1. Caustic carryover from extraction and sweetening units due to overspent caustic as measured by the UOP 743 Acid Suspended Oils (ASO) test: The suspended oils generated in this test consist of the weakly acidic instability precursors mentioned earlier. The caustic in these units has a greater tendency to form emulsions and carryover with the fuel as the ASO measurements reach and exceed the 30 to 40% level.

2. Salt dryer carryover due to the following conditions: a. Inlet temperature is too high, exchangers are bypassed, or fin fans are closed in the summer. b. Vertical velocity in the dryer is too high [>~40 fph (feet per hour)]) due to operation above the original vessel design flow or the vessel being undersized in the first place. c. Calcium deposits cause channeling in the dryer. d. There is a faulty brine level controller. e. There is no salt in the vessel. f. Flooding occurs due to coalescer carryover.

3. Coalescer carryover due to waterwash, level control and/or coalescing element issues.

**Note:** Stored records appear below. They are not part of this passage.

//! Object store abstraction

use super::{StoreError, StoreResult};
use async_trait::async_trait;
use bytes::Bytes;
use chrono::{DateTime, Utc};
use std::collections::{BTreeMap, HashMap};
use std::sync::atomic::{AtomicU64, Ordering};
use std::sync::{Arc, Mutex, RwLock};

/// Metadata about a stored object
#[derive(Debug, Clone, PartialEq)]
pub struct ObjectMeta {
    /// Object key within the bucket
    pub key: String,
    pub size: u64,
    pub content_type: Option<String>,
    pub created_at: Option<DateTime<Utc>>,
}

/// Bucket-like object storage
///
/// Keys are `/`-separated relative paths. Implementations must be safe to
/// call concurrently.
#[async_trait]
pub trait ObjectStore: Send + Sync {
    /// Bucket name for logs and the manifest
    fn bucket(&self) -> &str;

    /// Stable URI identifying `key` in this store
    fn uri_for(&self, key: &str) -> String;

    /// Lists objects whose key starts with `prefix`, in arbitrary order
    async fn list(&self, prefix: &str) -> StoreResult<Vec<ObjectMeta>>;

    /// Metadata for `key`, `None` if absent
    async fn head(&self, key: &str) -> StoreResult<Option<ObjectMeta>>;

    /// Whole object body; `StoreError::NotFound` if absent
    async fn get(&self, key: &str) -> StoreResult<Bytes>;

    /// Create or overwrite `key`
    async fn put(&self, key: &str, data: Bytes, content_type: &str) -> StoreResult<()>;
}

#[derive(Debug, Clone)]
struct StoredObject {
    data: Bytes,
    content_type: String,
    created_at: DateTime<Utc>,
}

/// In-memory store for tests
///
/// Counts transfers and can be told to fail reads of a key a number of times.
#[derive(Debug, Default)]
pub struct MemoryObjectStore {
    name: String,
    objects: Arc<RwLock<BTreeMap<String, StoredObject>>>,
    puts: AtomicU64,
    gets: AtomicU64,
    failing_gets: Mutex<HashMap<String, u32>>,
}

impl MemoryObjectStore {
    pub fn new(name: impl Into<String>) -> Self {
        Self {
            name: name.into(),
            ..Self::default()
        }
    }

    /// Seed an object without counting it as a transfer
    pub fn insert(
        &self,
        key: impl Into<String>,
        data: impl Into<Bytes>,
        content_type: impl Into<String>,
        created_at: DateTime<Utc>,
    ) {
        if let Ok(mut objects) = self.objects.write() {
            objects.insert(
                key.into(),
                StoredObject {
                    data: data.into(),
                    content_type: content_type.into(),
                    created_at,
                },
            );
        }
    }

    /// Make the next `times` reads of `key` fail with a transport error
    pub fn fail_gets(&self, key: impl Into<String>, times: u32) {
        if let Ok(mut failing) = self.failing_gets.lock() {
            failing.insert(key.into(), times);
        }
    }

    /// Number of successful `put` calls
    pub fn put_count(&self) -> u64 {
        self.puts.load(Ordering::SeqCst)
    }

    /// Number of successful `get` calls
    pub fn get_count(&self) -> u64 {
        self.gets.load(Ordering::SeqCst)
    }

    pub fn contains(&self, key: &str) -> bool {
        self.objects
            .read()
            .map(|objects| objects.contains_key(key))
            .unwrap_or(false)
    }

    pub fn keys(&self) -> Vec<String> {
        self.objects
            .read()
            .map(|objects| objects.keys().cloned().collect())
            .unwrap_or_default()
    }

    fn poisoned() -> StoreError {
        StoreError::Transport("memory store lock poisoned".into())
    }
}

#[async_trait]
impl ObjectStore for MemoryObjectStore {
    fn bucket(&self) -> &str {
        &self.name
    }

    fn uri_for(&self, key: &str) -> String {
        format!("mem://{}/{}", self.name, key)
    }

    async fn list(&self, prefix: &str) -> StoreResult<Vec<ObjectMeta>> {
        let objects = self.objects.read().map_err(|_| Self::poisoned())?;
        Ok(objects
            .iter()
            .filter(|(key, _)| key.starts_with(prefix))
            .map(|(key, o)| ObjectMeta {
                key: key.clone(),
                size: o.data.len() as u64,
                content_type: Some(o.content_type.clone()),
                created_at: Some(o.created_at),
            })
            .collect())
    }

    async fn head(&self, key: &str) -> StoreResult<Option<ObjectMeta>> {
        let objects = self.objects.read().map_err(|_| Self::poisoned())?;
        Ok(objects.get(key).map(|o| ObjectMeta {
            key: key.to_string(),
            size: o.data.len() as u64,
            content_type: Some(o.content_type.clone()),
            created_at: Some(o.created_at),
        }))
    }

    async fn get(&self, key: &str) -> StoreResult<Bytes> {
        {
            let mut failing = self.failing_gets.lock().map_err(|_| Self::poisoned())?;
            if let Some(remaining) = failing.get_mut(key) {
                if *remaining > 0 {
                    *remaining -= 1;
                    return Err(StoreError::Transport(format!("injected failure reading {key}")));
                }
            }
        }

        let objects = self.objects.read().map_err(|_| Self::poisoned())?;
        let data = objects
            .get(key)
            .map(|o| o.data.clone())
            .ok_or_else(|| StoreError::NotFound(key.to_string()))?;
        self.gets.fetch_add(1, Ordering::SeqCst);
        Ok(data)
    }

    async fn put(&self, key: &str, data: Bytes, content_type: &str) -> StoreResult<()> {
        let mut objects = self.objects.write().map_err(|_| Self::poisoned())?;
        objects.insert(
            key.to_string(),
            StoredObject {
                data,
                content_type: content_type.to_string(),
                created_at: Utc::now(),
            },
        );
        self.puts.fetch_add(1, Ordering::SeqCst);
        Ok(())
    }
}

4. Clay filter breakthrough due to contaminate overload or carryover from upstream units (salt dryer, coalescer) and/or caustic unit. Despite good processing operations, some fuels fail the JFTOT specification. In a number of these cases, approved antioxidant and metal deactivators are effective in eliminating failures.

CHRIS STEVES (Norton Engineering)

The Jet Fuel Thermal Oxidation Test (JFTOT) can be adversely impacted by peroxides and trace metals, especially copper, iron, and zinc. When diagnosing persistent JFTOT problems, sources of contaminant metals (including possible impact from treatment chemicals that may transport these contaminants) must be explored so that facilities can be properly designed to ensure on-spec finished product.